EXERCISE PROMPT: The answer must be an exact reproduction of the lines from the start of the records below through the line containing "use crate::chain::contract::RewardContractClient;", and nothing more.
..........
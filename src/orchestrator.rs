//! The outer scheduling loop.
//!
//! Two long-lived states: Running and Terminated. Terminated is entered
//! only through cancellation; every other failure is either absorbed per
//! account or retried per cycle after a short backoff. The one exception
//! is a missing credential file, which escapes `run` and ends the process.

use crate::accounts::{Account, AccountSource};
use crate::chain::connector::ChainConnector;
use crate::chain::contract::RewardContractClient;
use crate::error::Result;
use crate::pipeline::{self, ClaimOutcome};
use crate::proxy;
use crate::signer::Wallet;
use async_trait::async_trait;
use ethers::types::Address;
use std::time::Duration;
use tokio::sync::watch;
use tracing::{error, info, warn};

/// Seam between the scheduler and the chain: everything needed to take
/// one account through connect, bind, and claim.
#[async_trait]
pub trait AccountClaimer: Send + Sync {
    async fn claim(&self, account: &Account) -> ClaimOutcome;
}

/// Production claimer: proxy-aware connection, typed contract, pipeline.
pub struct ChainClaimer {
    connector: ChainConnector,
    contract_address: Address,
}

impl ChainClaimer {
    pub fn new(connector: ChainConnector, contract_address: Address) -> Self {
        Self {
            connector,
            contract_address,
        }
    }
}

#[async_trait]
impl AccountClaimer for ChainClaimer {
    async fn claim(&self, account: &Account) -> ClaimOutcome {
        let route = proxy::format_proxy(account.proxy().unwrap_or(""));

        let connection = match self.connector.connect(&route).await {
            Ok(connection) => connection,
            Err(e) => {
                // The one log line for this failure, attributed to the
                // account whenever the key parses.
                let address = Wallet::derive_address(account.private_key());
                match address {
                    Some(address) => {
                        error!("Connection failed for address {:?}, skipping account: {}", address, e)
                    }
                    None => error!("Connection failed for address unknown, skipping account: {}", e),
                }
                return ClaimOutcome::Failed { address, error: e };
            }
        };

        let chain_id = connection.chain_id();
        let client = RewardContractClient::new(connection, self.contract_address);
        pipeline::run_claim_pipeline(&client, account, chain_id).await
    }
}

/// Scheduler settings, split out so tests can shrink the waits.
#[derive(Debug, Clone)]
pub struct OrchestratorConfig {
    /// Pause between successful cycles
    pub cycle_interval: Duration,
    /// Backoff after a failed cycle
    pub error_backoff: Duration,
    /// Exit after the first successful cycle
    pub run_once: bool,
}

impl Default for OrchestratorConfig {
    fn default() -> Self {
        Self {
            cycle_interval: Duration::from_secs(6 * 60 * 60),
            error_backoff: Duration::from_secs(60),
            run_once: false,
        }
    }
}

/// Scheduler state
#[derive(Debug, Clone, Copy, PartialEq, Eq)]
pub enum OrchestratorState {
    Running,
    Terminated,
}

/// Per-cycle counters for the completion summary line.
#[derive(Debug, Default, Clone, Copy, PartialEq, Eq)]
pub struct CycleStats {
    pub accounts: usize,
    pub claimed: usize,
    pub already_claimed: usize,
    pub failed: usize,
}

/// Drives claim cycles until cancelled.
pub struct ClaimOrchestrator<S, C> {
    source: S,
    claimer: C,
    config: OrchestratorConfig,
    shutdown: watch::Receiver<bool>,
    state: OrchestratorState,
}

impl<S: AccountSource, C: AccountClaimer> ClaimOrchestrator<S, C> {
    pub fn new(
        source: S,
        claimer: C,
        config: OrchestratorConfig,
        shutdown: watch::Receiver<bool>,
    ) -> Self {
        Self {
            source,
            claimer,
            config,
            shutdown,
            state: OrchestratorState::Running,
        }
    }

    pub fn state(&self) -> OrchestratorState {
        self.state
    }

    /// Run cycles indefinitely. The only error that escapes is the fatal
    /// missing-credentials case; cancellation returns `Ok` after a clean
    /// transition to Terminated.
    pub async fn run(&mut self) -> Result<()> {
        info!("Claim daemon started");

        loop {
            if self.cancelled() {
                break;
            }

            match self.run_cycle().await {
                Ok(stats) => {
                    info!(
                        "Cycle complete: {} accounts, {} claimed, {} already claimed, {} failed",
                        stats.accounts, stats.claimed, stats.already_claimed, stats.failed
                    );
                    if self.config.run_once {
                        return Ok(());
                    }
                    info!("Next cycle in {:?}", self.config.cycle_interval);
                    self.wait(self.config.cycle_interval).await;
                }
                Err(e) if e.is_fatal() => return Err(e),
                Err(e) => {
                    error!(
                        "Cycle failed: {}; retrying in {:?}",
                        e, self.config.error_backoff
                    );
                    self.wait(self.config.error_backoff).await;
                }
            }
        }

        self.state = OrchestratorState::Terminated;
        warn!("Claim daemon stopped");
        Ok(())
    }

    /// One pass over every account, strictly sequential. Per-account
    /// failures are counted, never propagated; only loading the account
    /// list can fail the cycle.
    pub async fn run_cycle(&self) -> Result<CycleStats> {
        let accounts = self.source.load()?;
        let mut stats = CycleStats {
            accounts: accounts.len(),
            ..CycleStats::default()
        };

        for account in &accounts {
            match self.claimer.claim(account).await {
                ClaimOutcome::Claimed { .. } => stats.claimed += 1,
                ClaimOutcome::AlreadyClaimed { .. } => stats.already_claimed += 1,
                ClaimOutcome::Failed { .. } => stats.failed += 1,
            }
        }

        Ok(stats)
    }

    fn cancelled(&self) -> bool {
        *self.shutdown.borrow()
    }

    /// Sleep that the shutdown signal can cut short.
    async fn wait(&mut self, duration: Duration) {
        let sleep = tokio::time::sleep(duration);
        tokio::pin!(sleep);

        loop {
            tokio::select! {
                _ = &mut sleep => return,
                changed = self.shutdown.changed() => {
                    // A closed channel counts as cancellation.
                    if changed.is_err() || *self.shutdown.borrow() {
                        return;
                    }
                }
            }
        }
    }
}

#[cfg(test)]
mod tests {
    use super::*;
    use crate::error::ClaimdError;
    use std::sync::atomic::{AtomicUsize, Ordering};
    use std::sync::Arc;

    struct StaticSource(Vec<Account>);

    impl AccountSource for StaticSource {
        fn load(&self) -> Result<Vec<Account>> {
            Ok(self.0.clone())
        }
    }

    struct CountingClaimer {
        calls: Arc<AtomicUsize>,
    }

    #[async_trait]
    impl AccountClaimer for CountingClaimer {
        async fn claim(&self, _account: &Account) -> ClaimOutcome {
            self.calls.fetch_add(1, Ordering::SeqCst);
            ClaimOutcome::AlreadyClaimed {
                address: Address::zero(),
                epoch: 1,
            }
        }
    }

    #[test]
    fn test_default_config_matches_cadence() {
        let config = OrchestratorConfig::default();
        assert_eq!(config.cycle_interval, Duration::from_secs(21_600));
        assert_eq!(config.error_backoff, Duration::from_secs(60));
        assert!(!config.run_once);
    }

    #[tokio::test]
    async fn test_run_once_processes_every_account_and_exits() {
        let calls = Arc::new(AtomicUsize::new(0));
        let source = StaticSource(vec![
            Account::new("0xaa".into(), None),
            Account::new("0xbb".into(), Some("h:1".into())),
        ]);
        let claimer = CountingClaimer {
            calls: calls.clone(),
        };
        let (_tx, rx) = watch::channel(false);

        let config = OrchestratorConfig {
            run_once: true,
            ..OrchestratorConfig::default()
        };
        let mut orchestrator = ClaimOrchestrator::new(source, claimer, config, rx);

        orchestrator.run().await.unwrap();
        assert_eq!(calls.load(Ordering::SeqCst), 2);
    }

    #[tokio::test]
    async fn test_missing_credentials_escapes_run() {
        struct MissingSource;
        impl AccountSource for MissingSource {
            fn load(&self) -> Result<Vec<Account>> {
                Err(ClaimdError::CredentialsMissing("private_keys.txt".into()))
            }
        }

        let calls = Arc::new(AtomicUsize::new(0));
        let claimer = CountingClaimer {
            calls: calls.clone(),
        };
        let (_tx, rx) = watch::channel(false);
        let mut orchestrator =
            ClaimOrchestrator::new(MissingSource, claimer, OrchestratorConfig::default(), rx);

        let err = orchestrator.run().await.unwrap_err();
        assert!(err.is_fatal());
        assert_eq!(calls.load(Ordering::SeqCst), 0);
    }

    #[tokio::test]
    async fn test_pre_cancelled_signal_terminates_without_a_cycle() {
        let calls = Arc::new(AtomicUsize::new(0));
        let claimer = CountingClaimer {
            calls: calls.clone(),
        };
        let source = StaticSource(vec![Account::new("0xaa".into(), None)]);
        let (tx, rx) = watch::channel(false);
        tx.send(true).unwrap();

        let mut orchestrator =
            ClaimOrchestrator::new(source, claimer, OrchestratorConfig::default(), rx);
        orchestrator.run().await.unwrap();

        assert_eq!(orchestrator.state(), OrchestratorState::Terminated);
        assert_eq!(calls.load(Ordering::SeqCst), 0);
    }
}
..........
ANSWER SECTION:
filename src/orchestrator.rs
//! The outer scheduling loop.
//!
//! Two long-lived states: Running and Terminated. Terminated is entered
//! only through cancellation; every other failure is either absorbed per
//! account or retried per cycle after a short backoff. The one exception
//! is a missing credential file, which escapes `run` and ends the process.

use crate::accounts::{Account, AccountSource};
use crate::chain::connector::ChainConnector;
use crate::chain::contract::RewardContractClient;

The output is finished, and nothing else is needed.